YOUR GOAL: Count how many lines in the entries below hold "entry". Only the number belongs in the answer.

DATA LISTING:
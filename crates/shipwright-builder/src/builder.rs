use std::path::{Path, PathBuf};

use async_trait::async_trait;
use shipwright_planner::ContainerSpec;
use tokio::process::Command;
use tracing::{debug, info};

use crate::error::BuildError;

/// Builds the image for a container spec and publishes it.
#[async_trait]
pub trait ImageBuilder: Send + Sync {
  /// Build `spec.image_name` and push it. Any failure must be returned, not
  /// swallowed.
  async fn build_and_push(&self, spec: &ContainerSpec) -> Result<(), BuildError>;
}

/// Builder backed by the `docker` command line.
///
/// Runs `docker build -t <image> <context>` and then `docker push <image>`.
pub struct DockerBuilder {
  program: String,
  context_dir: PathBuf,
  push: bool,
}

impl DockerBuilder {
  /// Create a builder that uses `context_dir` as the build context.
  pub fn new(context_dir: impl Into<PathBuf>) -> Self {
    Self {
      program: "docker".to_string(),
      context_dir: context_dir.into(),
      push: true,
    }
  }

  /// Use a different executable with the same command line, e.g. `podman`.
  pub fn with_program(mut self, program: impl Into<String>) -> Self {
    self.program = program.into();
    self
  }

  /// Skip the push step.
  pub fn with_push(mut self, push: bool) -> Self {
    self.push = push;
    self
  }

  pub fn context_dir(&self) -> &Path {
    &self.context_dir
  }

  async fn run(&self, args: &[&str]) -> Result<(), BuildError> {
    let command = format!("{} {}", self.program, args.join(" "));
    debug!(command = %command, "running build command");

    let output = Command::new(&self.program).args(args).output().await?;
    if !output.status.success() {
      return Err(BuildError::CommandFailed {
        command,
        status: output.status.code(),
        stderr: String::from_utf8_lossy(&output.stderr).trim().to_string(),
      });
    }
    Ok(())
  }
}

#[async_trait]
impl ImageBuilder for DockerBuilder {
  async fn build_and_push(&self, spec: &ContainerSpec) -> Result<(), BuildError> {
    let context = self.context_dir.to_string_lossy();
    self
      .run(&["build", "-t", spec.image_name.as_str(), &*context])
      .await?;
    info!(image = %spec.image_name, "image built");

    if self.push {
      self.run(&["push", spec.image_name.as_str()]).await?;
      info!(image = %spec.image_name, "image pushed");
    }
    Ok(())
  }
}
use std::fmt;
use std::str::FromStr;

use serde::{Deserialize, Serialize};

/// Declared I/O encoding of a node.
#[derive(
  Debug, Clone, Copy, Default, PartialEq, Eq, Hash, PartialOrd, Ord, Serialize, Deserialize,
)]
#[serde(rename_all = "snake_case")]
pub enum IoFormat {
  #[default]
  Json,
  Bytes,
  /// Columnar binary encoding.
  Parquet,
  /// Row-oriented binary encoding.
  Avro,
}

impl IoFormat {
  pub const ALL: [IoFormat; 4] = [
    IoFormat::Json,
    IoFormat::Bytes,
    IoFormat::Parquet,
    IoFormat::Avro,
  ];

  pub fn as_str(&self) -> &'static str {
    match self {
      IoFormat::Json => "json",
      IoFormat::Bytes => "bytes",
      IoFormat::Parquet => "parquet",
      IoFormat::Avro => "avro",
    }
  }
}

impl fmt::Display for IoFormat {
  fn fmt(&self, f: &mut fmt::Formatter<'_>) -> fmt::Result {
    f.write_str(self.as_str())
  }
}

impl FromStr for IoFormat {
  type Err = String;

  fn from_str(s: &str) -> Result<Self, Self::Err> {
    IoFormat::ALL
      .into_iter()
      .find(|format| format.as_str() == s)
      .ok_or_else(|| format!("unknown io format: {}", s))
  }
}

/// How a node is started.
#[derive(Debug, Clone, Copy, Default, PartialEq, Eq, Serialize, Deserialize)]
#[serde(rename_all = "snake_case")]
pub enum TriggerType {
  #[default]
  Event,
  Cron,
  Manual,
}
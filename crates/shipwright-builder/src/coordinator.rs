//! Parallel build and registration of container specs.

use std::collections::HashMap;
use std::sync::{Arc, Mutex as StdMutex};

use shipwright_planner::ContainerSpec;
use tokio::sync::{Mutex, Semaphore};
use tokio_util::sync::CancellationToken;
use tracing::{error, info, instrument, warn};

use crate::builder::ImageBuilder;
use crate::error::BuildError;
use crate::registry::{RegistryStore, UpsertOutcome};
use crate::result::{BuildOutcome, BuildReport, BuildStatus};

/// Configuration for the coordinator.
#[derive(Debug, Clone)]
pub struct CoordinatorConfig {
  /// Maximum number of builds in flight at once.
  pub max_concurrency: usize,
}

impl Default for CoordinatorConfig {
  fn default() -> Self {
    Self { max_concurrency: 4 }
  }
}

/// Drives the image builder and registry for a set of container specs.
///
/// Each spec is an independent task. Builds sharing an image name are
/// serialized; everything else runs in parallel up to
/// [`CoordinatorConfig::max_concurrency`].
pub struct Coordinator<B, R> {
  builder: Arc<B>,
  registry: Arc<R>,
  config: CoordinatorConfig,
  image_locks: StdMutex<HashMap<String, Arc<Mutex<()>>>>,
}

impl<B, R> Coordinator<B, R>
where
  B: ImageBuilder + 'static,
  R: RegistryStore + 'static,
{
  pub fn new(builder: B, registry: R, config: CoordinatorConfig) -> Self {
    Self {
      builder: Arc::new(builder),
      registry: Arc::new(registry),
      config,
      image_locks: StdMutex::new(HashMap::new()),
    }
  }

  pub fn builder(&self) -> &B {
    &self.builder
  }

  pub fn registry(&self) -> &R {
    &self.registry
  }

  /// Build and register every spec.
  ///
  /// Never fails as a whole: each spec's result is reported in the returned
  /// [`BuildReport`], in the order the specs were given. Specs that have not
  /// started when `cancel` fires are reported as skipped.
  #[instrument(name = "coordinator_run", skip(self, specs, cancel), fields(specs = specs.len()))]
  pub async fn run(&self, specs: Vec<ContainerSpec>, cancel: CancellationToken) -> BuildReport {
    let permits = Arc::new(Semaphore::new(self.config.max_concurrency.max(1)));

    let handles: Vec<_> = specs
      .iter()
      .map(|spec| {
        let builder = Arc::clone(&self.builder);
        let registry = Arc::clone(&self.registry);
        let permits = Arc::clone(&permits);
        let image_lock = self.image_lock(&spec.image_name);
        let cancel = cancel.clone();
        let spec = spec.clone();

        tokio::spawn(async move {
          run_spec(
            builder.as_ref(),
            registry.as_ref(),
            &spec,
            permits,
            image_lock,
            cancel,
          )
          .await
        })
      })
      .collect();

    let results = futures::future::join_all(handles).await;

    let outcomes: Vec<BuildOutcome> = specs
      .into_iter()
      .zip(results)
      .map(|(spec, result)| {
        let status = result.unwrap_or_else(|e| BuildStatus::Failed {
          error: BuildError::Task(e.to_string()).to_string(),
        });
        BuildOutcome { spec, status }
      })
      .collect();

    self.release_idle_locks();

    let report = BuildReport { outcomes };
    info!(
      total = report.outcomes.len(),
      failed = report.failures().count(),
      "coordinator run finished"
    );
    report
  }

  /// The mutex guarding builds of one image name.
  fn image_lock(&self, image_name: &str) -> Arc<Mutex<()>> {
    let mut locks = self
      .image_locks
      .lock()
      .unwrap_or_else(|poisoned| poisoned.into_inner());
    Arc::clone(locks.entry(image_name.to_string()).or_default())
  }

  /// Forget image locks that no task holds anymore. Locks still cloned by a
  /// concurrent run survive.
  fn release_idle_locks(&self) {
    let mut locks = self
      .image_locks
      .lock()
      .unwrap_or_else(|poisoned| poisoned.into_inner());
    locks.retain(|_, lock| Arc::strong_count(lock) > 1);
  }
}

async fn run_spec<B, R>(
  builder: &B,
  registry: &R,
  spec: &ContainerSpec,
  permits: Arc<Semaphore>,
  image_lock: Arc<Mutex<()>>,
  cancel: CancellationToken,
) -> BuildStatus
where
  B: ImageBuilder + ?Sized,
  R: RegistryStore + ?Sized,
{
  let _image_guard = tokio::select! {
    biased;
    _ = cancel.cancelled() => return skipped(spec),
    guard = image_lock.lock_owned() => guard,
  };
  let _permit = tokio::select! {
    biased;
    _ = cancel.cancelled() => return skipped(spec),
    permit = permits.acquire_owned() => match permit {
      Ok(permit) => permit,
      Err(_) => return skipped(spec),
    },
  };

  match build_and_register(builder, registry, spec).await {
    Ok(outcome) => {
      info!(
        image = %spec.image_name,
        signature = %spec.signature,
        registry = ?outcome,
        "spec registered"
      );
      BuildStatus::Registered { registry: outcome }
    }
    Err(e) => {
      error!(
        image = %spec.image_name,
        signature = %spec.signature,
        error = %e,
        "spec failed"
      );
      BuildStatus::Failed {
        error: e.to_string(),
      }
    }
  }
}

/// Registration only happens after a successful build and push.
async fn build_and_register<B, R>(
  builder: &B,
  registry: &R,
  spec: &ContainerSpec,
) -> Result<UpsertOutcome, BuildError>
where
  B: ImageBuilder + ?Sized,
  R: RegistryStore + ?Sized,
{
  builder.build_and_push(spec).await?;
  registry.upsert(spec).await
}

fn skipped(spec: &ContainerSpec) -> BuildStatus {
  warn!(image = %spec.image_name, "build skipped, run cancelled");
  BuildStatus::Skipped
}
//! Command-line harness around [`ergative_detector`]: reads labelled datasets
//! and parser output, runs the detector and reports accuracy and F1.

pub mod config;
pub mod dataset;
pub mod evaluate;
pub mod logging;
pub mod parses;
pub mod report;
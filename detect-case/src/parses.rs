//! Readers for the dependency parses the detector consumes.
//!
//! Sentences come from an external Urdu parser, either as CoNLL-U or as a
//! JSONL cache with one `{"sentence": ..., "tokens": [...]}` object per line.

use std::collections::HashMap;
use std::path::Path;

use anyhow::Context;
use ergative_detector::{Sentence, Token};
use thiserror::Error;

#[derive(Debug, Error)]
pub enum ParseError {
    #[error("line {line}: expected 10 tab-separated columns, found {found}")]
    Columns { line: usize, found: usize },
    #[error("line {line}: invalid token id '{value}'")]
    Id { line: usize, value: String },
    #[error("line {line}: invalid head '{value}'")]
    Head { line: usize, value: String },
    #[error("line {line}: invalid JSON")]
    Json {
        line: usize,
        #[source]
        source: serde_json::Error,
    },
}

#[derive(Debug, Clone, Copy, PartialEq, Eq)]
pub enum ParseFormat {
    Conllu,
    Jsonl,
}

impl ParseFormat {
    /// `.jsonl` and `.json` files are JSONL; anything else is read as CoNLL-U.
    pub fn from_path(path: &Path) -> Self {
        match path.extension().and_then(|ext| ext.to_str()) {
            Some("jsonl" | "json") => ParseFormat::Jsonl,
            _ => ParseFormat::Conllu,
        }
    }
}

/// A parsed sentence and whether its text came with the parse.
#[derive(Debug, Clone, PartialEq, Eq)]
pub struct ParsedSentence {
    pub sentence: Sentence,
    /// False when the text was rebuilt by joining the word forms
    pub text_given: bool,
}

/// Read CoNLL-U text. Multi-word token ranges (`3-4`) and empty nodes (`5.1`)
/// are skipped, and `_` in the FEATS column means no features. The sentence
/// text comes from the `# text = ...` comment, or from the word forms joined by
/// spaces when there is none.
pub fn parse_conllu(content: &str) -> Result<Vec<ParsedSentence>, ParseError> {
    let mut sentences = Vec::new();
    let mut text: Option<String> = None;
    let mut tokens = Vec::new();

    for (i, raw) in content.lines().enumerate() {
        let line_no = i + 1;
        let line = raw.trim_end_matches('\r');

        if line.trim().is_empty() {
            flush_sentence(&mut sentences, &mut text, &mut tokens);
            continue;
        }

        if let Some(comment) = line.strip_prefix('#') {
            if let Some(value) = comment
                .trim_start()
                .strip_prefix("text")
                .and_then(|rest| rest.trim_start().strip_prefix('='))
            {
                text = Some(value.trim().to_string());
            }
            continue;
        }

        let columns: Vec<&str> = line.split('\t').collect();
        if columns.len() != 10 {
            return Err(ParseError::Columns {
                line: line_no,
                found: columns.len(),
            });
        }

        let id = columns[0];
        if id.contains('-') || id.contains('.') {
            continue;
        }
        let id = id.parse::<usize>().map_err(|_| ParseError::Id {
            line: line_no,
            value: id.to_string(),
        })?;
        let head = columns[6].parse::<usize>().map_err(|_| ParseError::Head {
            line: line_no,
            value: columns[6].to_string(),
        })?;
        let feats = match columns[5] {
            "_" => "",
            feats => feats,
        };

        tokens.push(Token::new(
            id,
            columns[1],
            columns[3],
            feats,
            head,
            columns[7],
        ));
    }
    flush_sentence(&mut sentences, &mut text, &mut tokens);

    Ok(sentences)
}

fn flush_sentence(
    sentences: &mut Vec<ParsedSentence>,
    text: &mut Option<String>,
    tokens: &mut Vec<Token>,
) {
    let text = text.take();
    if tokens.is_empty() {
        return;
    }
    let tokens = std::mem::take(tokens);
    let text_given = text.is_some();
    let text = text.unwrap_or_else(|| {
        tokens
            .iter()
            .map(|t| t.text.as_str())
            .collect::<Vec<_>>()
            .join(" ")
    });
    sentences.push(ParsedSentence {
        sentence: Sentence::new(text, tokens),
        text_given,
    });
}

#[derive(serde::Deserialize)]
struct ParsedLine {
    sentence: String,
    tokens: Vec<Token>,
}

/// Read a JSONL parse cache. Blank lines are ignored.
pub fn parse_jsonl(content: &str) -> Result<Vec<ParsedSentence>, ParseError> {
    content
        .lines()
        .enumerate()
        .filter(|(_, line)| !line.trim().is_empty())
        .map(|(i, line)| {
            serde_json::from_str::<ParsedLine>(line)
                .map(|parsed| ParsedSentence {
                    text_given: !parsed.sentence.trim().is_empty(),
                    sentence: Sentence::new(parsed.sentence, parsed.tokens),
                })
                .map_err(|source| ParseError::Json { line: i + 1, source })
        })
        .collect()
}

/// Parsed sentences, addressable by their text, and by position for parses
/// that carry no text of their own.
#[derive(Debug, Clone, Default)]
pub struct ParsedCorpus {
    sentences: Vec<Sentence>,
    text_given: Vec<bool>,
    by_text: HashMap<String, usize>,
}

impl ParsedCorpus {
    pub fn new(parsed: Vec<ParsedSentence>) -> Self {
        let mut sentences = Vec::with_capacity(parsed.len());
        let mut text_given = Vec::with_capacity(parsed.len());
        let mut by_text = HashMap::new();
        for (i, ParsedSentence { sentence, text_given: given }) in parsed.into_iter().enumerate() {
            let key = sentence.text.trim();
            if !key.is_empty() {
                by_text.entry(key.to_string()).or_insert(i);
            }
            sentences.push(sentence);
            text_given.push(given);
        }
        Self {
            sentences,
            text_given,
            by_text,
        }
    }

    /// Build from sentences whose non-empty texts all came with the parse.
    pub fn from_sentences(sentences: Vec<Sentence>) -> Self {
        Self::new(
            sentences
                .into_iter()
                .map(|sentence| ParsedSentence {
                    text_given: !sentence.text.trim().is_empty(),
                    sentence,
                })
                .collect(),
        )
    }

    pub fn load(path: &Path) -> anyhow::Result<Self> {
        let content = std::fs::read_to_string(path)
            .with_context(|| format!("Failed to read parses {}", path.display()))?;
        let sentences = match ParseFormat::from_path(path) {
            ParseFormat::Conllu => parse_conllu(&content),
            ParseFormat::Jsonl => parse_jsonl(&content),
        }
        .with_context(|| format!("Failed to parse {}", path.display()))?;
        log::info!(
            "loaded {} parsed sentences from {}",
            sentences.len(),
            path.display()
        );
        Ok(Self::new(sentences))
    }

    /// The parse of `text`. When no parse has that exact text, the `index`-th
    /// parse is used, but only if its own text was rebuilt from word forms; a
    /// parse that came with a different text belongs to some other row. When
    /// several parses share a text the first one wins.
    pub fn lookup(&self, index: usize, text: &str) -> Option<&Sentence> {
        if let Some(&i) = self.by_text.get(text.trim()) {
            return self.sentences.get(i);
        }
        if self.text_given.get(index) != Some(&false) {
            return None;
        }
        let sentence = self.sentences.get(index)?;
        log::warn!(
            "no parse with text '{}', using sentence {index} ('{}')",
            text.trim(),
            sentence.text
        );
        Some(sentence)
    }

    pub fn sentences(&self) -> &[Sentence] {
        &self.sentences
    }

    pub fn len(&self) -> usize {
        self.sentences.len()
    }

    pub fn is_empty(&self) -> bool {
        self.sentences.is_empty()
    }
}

SOLUTION TO THIS TASK: 2